Sheryl got her MBA at Harvard. One of the most famous cases (Extra Strength Tylenol) in one of the most famous classes (Business History) she took: in 1982, someone put cyanide in Extra Strength Tylenol capsules and killed 7 people in Chicago.

What do you do when someone turns your product into a weapon? When they use the system you built to harm? James Burke, CEO of J&J, was shockingly open with the public, he pulled the product and made significant packaging changes to make product safer (but not tamper-proof).
He over-shared every step along the way re investigation, redesign, stood up as both CEO and human. The reintroduction of new Extra Strength Tylenol succeeded. Burke saved the brand.
But four years later it happened again. A killer put cyanide in the capsules, this time a woman in Yonkers died. Same CEO, Burke, pulled the product again, completely changed the form factor from capsule to caplet and relaunched *again*. It worked *again*. How'd they do that?
Burke (CEO) tapped J&Js goodwill bank account w/ the public. Two big withdrawals from that bank account in four years + 8 dead bodies! But his honesty, openness, humanity (choked up about the deaths more than once), humility kept the goodwill bank balance positive the whole time.
I'm sure Sheryl aced that case on Extra Strength Tylenol and the biz history class. If I remember right, she aced everything at Harvard.

And if ever you want to see the difference between school work and real work, it's right here. Real work is harder.
If you're wishing a punishment for Mark or Sheryl for slowness, tone-deafness, obsession with how *they* appear to the public rather than what's right for colleagues and users, don't bother.
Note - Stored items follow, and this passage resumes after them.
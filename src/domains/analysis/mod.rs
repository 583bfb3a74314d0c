//! Analysis API domain module.
//!
//! This module wraps the remote LLMS-TXT-API service, which performs the
//! actual GTM intelligence extraction. It is consumed purely as an HTTP JSON
//! API; nothing here knows about MCP.
//!
//! ## Architecture
//!
//! - `client.rs` - `AnalysisApi` trait and its reqwest-backed implementation
//! - `models.rs` - Typed request/response bodies
//! - `error.rs` - API-specific error types

mod client;
mod error;
pub mod models;

pub use client::{AnalysisApi, HttpAnalysisClient};
pub use error::{ApiError, ApiResult};
pub use models::{
    AnalysisRequest, CompletedJob, GtmContext, JobProgress, JobResult, JobSubmission,
    SystemStatus, UserInfo,
};
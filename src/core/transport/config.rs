//! Transport configuration types.

use serde::{Deserialize, Serialize};

/// Transport configuration options.
#[derive(Debug, Clone, Serialize, Deserialize)]
#[serde(tag = "type", rename_all = "lowercase")]
pub enum TransportConfig {
    /// Standard input/output transport (default for MCP).
    #[cfg(feature = "stdio")]
    Stdio,

    /// HTTP transport with JSON-RPC over POST.
    #[cfg(feature = "http")]
    Http(HttpConfig),
}

/// HTTP transport configuration.
#[cfg(feature = "http")]
#[derive(Debug, Clone, Serialize, Deserialize)]
pub struct HttpConfig {
    /// Port number to listen on.
    pub port: u16,

    /// Host address to bind to.
    #[serde(default = "default_host")]
    pub host: String,

    /// Path for JSON-RPC endpoint.
    #[serde(default = "default_rpc_path")]
    pub rpc_path: String,

    /// Enable CORS for browser clients.
    #[serde(default = "default_cors")]
    pub enable_cors: bool,
}

#[cfg(feature = "http")]
fn default_host() -> String {
    "127.0.0.1".to_string()
}

#[cfg(feature = "http")]
fn default_rpc_path() -> String {
    "/mcp".to_string()
}

#[cfg(feature = "http")]
fn default_cors() -> bool {
    true
}

impl Default for TransportConfig {
    fn default() -> Self {
        #[cfg(feature = "stdio")]
        {
            return Self::Stdio;
        }

        #[cfg(all(not(feature = "stdio"), feature = "http"))]
        {
            return Self::Http(HttpConfig::default());
        }

        #[cfg(not(any(feature = "stdio", feature = "http")))]
        {
            compile_error!("At least one transport feature must be enabled: stdio or http");
        }
    }
}

#[cfg(feature = "http")]
impl Default for HttpConfig {
    fn default() -> Self {
        Self {
            port: 8080,
            host: default_host(),
            rpc_path: default_rpc_path(),
            enable_cors: default_cors(),
        }
    }
}

impl TransportConfig {
    /// Create a STDIO transport config.
    #[cfg(feature = "stdio")]
    pub fn stdio() -> Self {
        Self::Stdio
    }

    /// Create an HTTP transport config.
    #[cfg(feature = "http")]
    pub fn http(port: u16, host: impl Into<String>) -> Self {
        Self::Http(HttpConfig {
            port,
            host: host.into(),
            ..Default::default()
        })
    }

    /// Load transport config from environment variables.
    ///
    /// `MCP_TRANSPORT=http` selects the HTTP transport (when compiled in);
    /// anything else falls back to the default transport.
    pub fn from_env() -> Self {
        let transport = std::env::var("MCP_TRANSPORT")
            .unwrap_or_default()
            .to_lowercase();

        match transport.as_str() {
            #[cfg(feature = "http")]
            "http" => {
                let defaults = HttpConfig::default();
                let port = std::env::var("MCP_HTTP_PORT")
                    .ok()
                    .and_then(|p| p.parse().ok())
                    .unwrap_or(defaults.port);
                let host = std::env::var("MCP_HTTP_HOST").unwrap_or(defaults.host);
                let rpc_path = std::env::var("MCP_HTTP_PATH").unwrap_or(defaults.rpc_path);
                let enable_cors = std::env::var("MCP_HTTP_CORS")
                    .map(|v| v.to_lowercase() != "false" && v != "0")
                    .unwrap_or(defaults.enable_cors);
                Self::Http(HttpConfig {
                    port,
                    host,
                    rpc_path,
                    enable_cors,
                })
            }
            _ => Self::default(),
        }
    }

    /// Get a description of this transport for logging.
    pub fn description(&self) -> String {
        match self {
            #[cfg(feature = "stdio")]
            Self::Stdio => "STDIO (standard MCP mode)".to_string(),
            #[cfg(feature = "http")]
            Self::Http(cfg) => format!("HTTP on {}:{}{}", cfg.host, cfg.port, cfg.rpc_path),
        }
    }

    /// Check if this transport is the standard STDIO mode.
    pub fn is_stdio(&self) -> bool {
        #[cfg(feature = "stdio")]
        {
            matches!(self, Self::Stdio)
        }
        #[cfg(not(feature = "stdio"))]
        {
            false
        }
    }
}
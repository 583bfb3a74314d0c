//! Domains module containing business logic organized by bounded contexts.
//!
//! - `analysis`: typed client for the remote company-analysis HTTP API
//! - `tools`: the MCP tools exposed to clients, rendered as plain text

pub mod analysis;
pub mod tools;
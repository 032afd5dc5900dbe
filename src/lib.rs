//! Soorj: an interpreter for a small dynamically-typed scripting language whose
//! entire surface syntax is written in the Armenian script.
//!
//! ```
//! use soorj::Engine;
//!
//! let engine = Engine::new();
//! let env = engine.new_root_environment();
//! engine.run_source("ա = 1 + 2", &env).unwrap();
//! assert_eq!(env.get("ա"), Some(soorj::Value::Number(3.0)));
//! ```

pub mod ast;
pub mod builtins;
pub mod engine;
pub mod environment;
pub mod error;
pub mod error_parsing;
pub mod function;
pub mod parse;
pub mod token;
pub mod value;

pub use engine::Engine;
pub use environment::Environment;
pub use error::{RuntimeError, RuntimeResult};
pub use error_parsing::ParseError;
pub use token::{LexError, Position};
pub use value::Value;

use ast::Program;
use parse::Parser;
use token::Scanner;

/// Any failure from tokenizing, parsing, or evaluating a source string.
#[derive(Debug)]
pub enum SoorjError {
    Lex(LexError),
    Parse(ParseError),
    Runtime(RuntimeError),
}

impl std::fmt::Display for SoorjError {
    fn fmt(&self, f: &mut std::fmt::Formatter) -> std::fmt::Result {
        match self {
            Self::Lex(e) => write!(f, "{}", e),
            Self::Parse(e) => write!(f, "{}", e),
            Self::Runtime(e) => write!(f, "{}", e),
        }
    }
}

impl std::error::Error for SoorjError {}

impl From<LexError> for SoorjError {
    fn from(e: LexError) -> Self {
        Self::Lex(e)
    }
}

impl From<ParseError> for SoorjError {
    fn from(e: ParseError) -> Self {
        Self::Parse(e)
    }
}

impl From<RuntimeError> for SoorjError {
    fn from(e: RuntimeError) -> Self {
        Self::Runtime(e)
    }
}

/// Tokenizes and parses a source string without evaluating it. Used by the REPL to
/// decide whether a line is a single bare expression statement worth echoing.
pub fn parse_source(source: &str) -> Result<Program, SoorjError> {
    let tokens = Scanner::new(source).tokenize()?;
    let program = Parser::new(tokens).parse_program()?;
    Ok(program)
}

impl Engine {
    /// Tokenizes, parses, and runs `source` against `env` in one step — the core's
    /// primary entry point for running a whole file against a fresh environment.
    pub fn run_source(&self, source: &str, env: &Environment) -> Result<(), SoorjError> {
        let program = parse_source(source)?;
        self.run(&program, env)?;
        Ok(())
    }
}
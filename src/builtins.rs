//! The three built-ins preloaded into every root environment.

use crate::environment::Environment;
use crate::error::{RuntimeError, RuntimeResult};
use crate::function::{Arity, FunctionValue, NativeFunction};
use crate::token::Position;
use crate::value::Value;
use std::rc::Rc;

fn native(name: &str, arity: Arity, func: impl Fn(&[Value]) -> RuntimeResult<Value> + 'static) -> Value {
    Value::Function(FunctionValue::Native(Rc::new(NativeFunction {
        name: name.to_string(),
        arity,
        func: Box::new(func),
    })))
}

/// `գրէ` — write the display form of each argument, space-separated, then a newline.
fn write_builtin(args: &[Value]) -> RuntimeResult<Value> {
    let line = args
        .iter()
        .map(Value::display_form)
        .collect::<Vec<_>>()
        .join(" ");
    println!("{}", line);
    Ok(Value::Null)
}

/// `թիվ` — convert to number; unparseable strings yield 0, never an error.
fn number_builtin(args: &[Value]) -> RuntimeResult<Value> {
    let v = match &args[0] {
        Value::Number(n) => *n,
        Value::Str(s) => s.parse::<f64>().unwrap_or(0.0),
        Value::Boolean(true) => 1.0,
        Value::Boolean(false) => 0.0,
        Value::Null | Value::Function(_) => 0.0,
    };
    Ok(Value::Number(v))
}

/// `բառ` — convert to string.
fn word_builtin(args: &[Value]) -> RuntimeResult<Value> {
    let v = match &args[0] {
        Value::Str(_) => args[0].clone(),
        Value::Null => Value::string(""),
        other => Value::string(other.display_form()),
    };
    Ok(v)
}

pub fn install(env: &Environment) {
    env.define("գրէ", native("գրէ", Arity::Variadic, write_builtin));
    env.define("թիվ", native("թիվ", Arity::Exact(1), number_builtin));
    env.define("բառ", native("բառ", Arity::Exact(1), word_builtin));
}

/// Checks arity before invoking a native function, producing the same error shape
/// user-function calls raise on a mismatch.
pub fn check_arity(name: &str, arity: Arity, got: usize, position: Position) -> RuntimeResult<()> {
    if arity.accepts(got) {
        Ok(())
    } else {
        let expected = match arity {
            Arity::Exact(n) => n,
            Arity::Variadic => return Ok(()),
        };
        Err(RuntimeError::WrongArity {
            name: name.to_string(),
            expected,
            got,
            position,
        })
    }
}
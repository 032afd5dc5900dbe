use soorj::{parse_source, Engine};

#[test]
fn lexical_error_on_disallowed_string_character() {
    let err = parse_source("ա = \"abc\"").unwrap_err();
    assert!(matches!(err, soorj::SoorjError::Lex(_)));
}

#[test]
fn unterminated_string_is_accepted_silently() {
    assert!(parse_source("գրէ(\"Բարեւ").is_ok());
}

#[test]
fn syntax_error_on_invalid_assignment_target() {
    let err = parse_source("1 = 2").unwrap_err();
    assert!(matches!(err, soorj::SoorjError::Parse(_)));
}

#[test]
fn syntax_error_on_invalid_call_target() {
    let err = parse_source("1()").unwrap_err();
    assert!(matches!(err, soorj::SoorjError::Parse(_)));
}

#[test]
fn undefined_variable_is_a_runtime_error() {
    let engine = Engine::new();
    let env = engine.new_root_environment();
    let err = engine.run_source("գրէ(չսահմանված)", &env).unwrap_err();
    assert!(matches!(err, soorj::SoorjError::Runtime(_)));
}

#[test]
fn empty_source_runs_with_no_output_and_no_error() {
    let engine = Engine::new();
    let env = engine.new_root_environment();
    assert!(engine.run_source("", &env).is_ok());
    assert!(engine.run_source("   \n# only a comment\n", &env).is_ok());
}
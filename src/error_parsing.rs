//! Error type produced by the parser.

use crate::token::{Position, Token, TokenKind};
use std::fmt;

#[derive(Debug, Clone, PartialEq)]
pub struct ParseError {
    pub message: String,
    pub position: Position,
}

impl ParseError {
    pub fn new(message: impl Into<String>, position: Position) -> Self {
        Self {
            message: message.into(),
            position,
        }
    }

    pub fn unexpected(found: &TokenKind, position: Position, expected: &str) -> Self {
        Self::new(format!("expected {} but found '{}'", expected, found), position)
    }

    pub fn at(token: &Token, message: impl Into<String>) -> Self {
        Self::new(message, token.position)
    }
}

impl fmt::Display for ParseError {
    fn fmt(&self, f: &mut fmt::Formatter) -> fmt::Result {
        write!(f, "Syntax error at {}: {}", self.position, self.message)
    }
}

impl std::error::Error for ParseError {}
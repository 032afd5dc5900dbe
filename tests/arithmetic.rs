use soorj::{Engine, RuntimeError, Value};

fn eval(src: &str) -> soorj::Environment {
    let engine = Engine::new();
    let env = engine.new_root_environment();
    engine.run_source(src, &env).unwrap();
    env
}

#[test]
fn numbers_support_the_four_operators_and_modulo() {
    let env = eval("ա = 1 + 2 * 3 - 4 / 2\nբ = 7 % 3");
    assert_eq!(env.get("ա"), Some(Value::Number(5.0)));
    assert_eq!(env.get("բ"), Some(Value::Number(1.0)));
}

#[test]
fn division_by_zero_is_a_runtime_error() -> Result<(), Box<dyn std::error::Error>> {
    let engine = Engine::new();
    let env = engine.new_root_environment();
    let err = engine.run_source("ա = 1 / 0", &env).unwrap_err();
    match err {
        soorj::SoorjError::Runtime(inner) => {
            assert!(matches!(inner, RuntimeError::DivisionByZero(_)))
        }
        other => panic!("expected a runtime error, got {:?}", other),
    }
    Ok(())
}

#[test]
fn string_concatenation_via_plus() {
    let env = eval("ա = \"տարիք՝ \" + բառ(25)");
    assert_eq!(env.get("ա"), Some(Value::string("տարիք՝ 25")));
}

#[test]
fn unary_minus_requires_a_number() {
    let engine = Engine::new();
    let env = engine.new_root_environment();
    assert!(engine.run_source("ա = -\"ոչ թիվ\"", &env).is_err());
}
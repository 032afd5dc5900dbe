//! Abstract syntax tree produced by the parser and consumed by the evaluator.

use crate::token::Position;
use smallvec::SmallVec;

/// Call arguments and parameter lists are almost always short, so they stay on the
/// stack for the common case instead of heap-allocating a `Vec`.
pub type ExprList = SmallVec<[Expr; 4]>;
pub type ParamList = SmallVec<[String; 4]>;

#[derive(Debug, Clone, PartialEq)]
pub enum Expr {
    Number(f64),
    Str(String),
    Boolean(bool),
    Null,
    Identifier(String, Position),
    Binary {
        op: BinaryOp,
        left: Box<Expr>,
        right: Box<Expr>,
        position: Position,
    },
    Unary {
        op: UnaryOp,
        operand: Box<Expr>,
        position: Position,
    },
    Assign {
        target: String,
        value: Box<Expr>,
        position: Position,
    },
    Call {
        callee: String,
        args: ExprList,
        position: Position,
    },
}

#[derive(Debug, Clone, Copy, PartialEq, Eq)]
pub enum BinaryOp {
    Add,
    Sub,
    Mul,
    Div,
    Rem,
    Eq,
    NotEq,
    Lt,
    LtEq,
    Gt,
    GtEq,
    And,
    Or,
}

#[derive(Debug, Clone, Copy, PartialEq, Eq)]
pub enum UnaryOp {
    Neg,
    Not,
}

#[derive(Debug, Clone, PartialEq)]
pub enum Stmt {
    Expr(Expr),
    If {
        condition: Expr,
        then_block: Vec<Stmt>,
        else_block: Option<Vec<Stmt>>,
    },
    While {
        condition: Expr,
        body: Vec<Stmt>,
    },
    Return {
        value: Option<Expr>,
        position: Position,
    },
    FunctionDecl {
        name: String,
        params: ParamList,
        body: Vec<Stmt>,
    },
}

pub type Program = Vec<Stmt>;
My hunch is they are suffering plenty. When people who crave public worship get the opposite, that's a punishment like poison to them.
Avoid this pain. Be like Burke. Be human, say the truth no matter how it makes you look, invest in your goodwill bank account w/ public, fix the product. And even if it's a mask, speak out like you feel *something* about the people who suffer because your product was abused.
What I see and hear from people who know inside and outside the company, Mark and Sheryl have done just the opposite of what Burke did. Which is sad because at least one of them had a practice run on this case back in the late 90s.
If you are lucky enough to do the Burke case in school, or the now-inevitable Sheryl Sandberg case(s) on this mess, take good notes. If you get your career heart's desire, you might find the notes helpful.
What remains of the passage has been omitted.